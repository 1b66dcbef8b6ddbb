mod builder;
mod repository;
mod service;

pub use builder::*;
pub use repository::*;
pub use service::*;

use chrono::{DateTime, Utc};
use serde::{Deserialize, Serialize};
use uuid::Uuid;

/// Role of a [`User`] in the community.
#[derive(
    Clone, Copy, Debug, Default, PartialEq, Eq, Serialize, Deserialize, sqlx::Type,
)]
#[serde(rename_all = "UPPERCASE")]
#[sqlx(type_name = "user_role", rename_all = "UPPERCASE")]
pub enum Role {
    #[default]
    Regulars,
    Professionals,
    Natives,
}

impl std::str::FromStr for Role {
    type Err = ();

    fn from_str(s: &str) -> Result<Self, Self::Err> {
        match s {
            "REGULARS" => Ok(Self::Regulars),
            "PROFESSIONALS" => Ok(Self::Professionals),
            "NATIVES" => Ok(Self::Natives),
            _ => Err(()),
        }
    }
}

/// User as saved on database.
#[derive(
    Clone, Debug, Default, PartialEq, Serialize, Deserialize, sqlx::FromRow,
)]
#[serde(rename_all = "camelCase")]
pub struct User {
    pub id: Uuid,
    pub username: String,
    pub email: String,
    #[serde(skip)]
    pub password: String,
    pub is_verified: bool,
    #[serde(skip)]
    pub otp: Option<String>,
    #[serde(skip)]
    pub otp_expires: Option<DateTime<Utc>>,
    pub role: Role,
    pub location: Option<String>,
    pub description: Option<String>,
    pub profile_picture: Option<String>,
    pub cover_image: Option<String>,
    pub countries_visited: Vec<String>,
    pub created_at: DateTime<Utc>,
    pub updated_at: DateTime<Utc>,
}

impl User {
    /// Public subset of a [`User`], embedded in other resources.
    pub fn summary(&self) -> UserSummary {
        UserSummary {
            id: self.id,
            username: self.username.clone(),
            email: self.email.clone(),
        }
    }

    /// Up to three latest visited countries, most recent first.
    pub fn recent_destinations(&self) -> Vec<String> {
        self.countries_visited.iter().rev().take(3).cloned().collect()
    }
}

/// Identity of the other party on a postcard.
#[derive(Clone, Debug, Default, PartialEq, Serialize, Deserialize)]
pub struct UserSummary {
    pub id: Uuid,
    pub username: String,
    pub email: String,
}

---*---

## [PROBLEM DESCRIPTION]
Beginning with the line that contains "pub fn recent_destinations(&self)", restate word for word each line through the last one in the data, and write nothing more.

## [WRITTEN SOLUTION]
    pub fn recent_destinations(&self) -> Vec<String> {
        self.countries_visited.iter().rev().take(3).cloned().collect()
    }
}

/// Identity of the other party on a postcard.
#[derive(Clone, Debug, Default, PartialEq, Serialize, Deserialize)]
pub struct UserSummary {
    pub id: Uuid,
    pub username: String,
    pub email: String,
}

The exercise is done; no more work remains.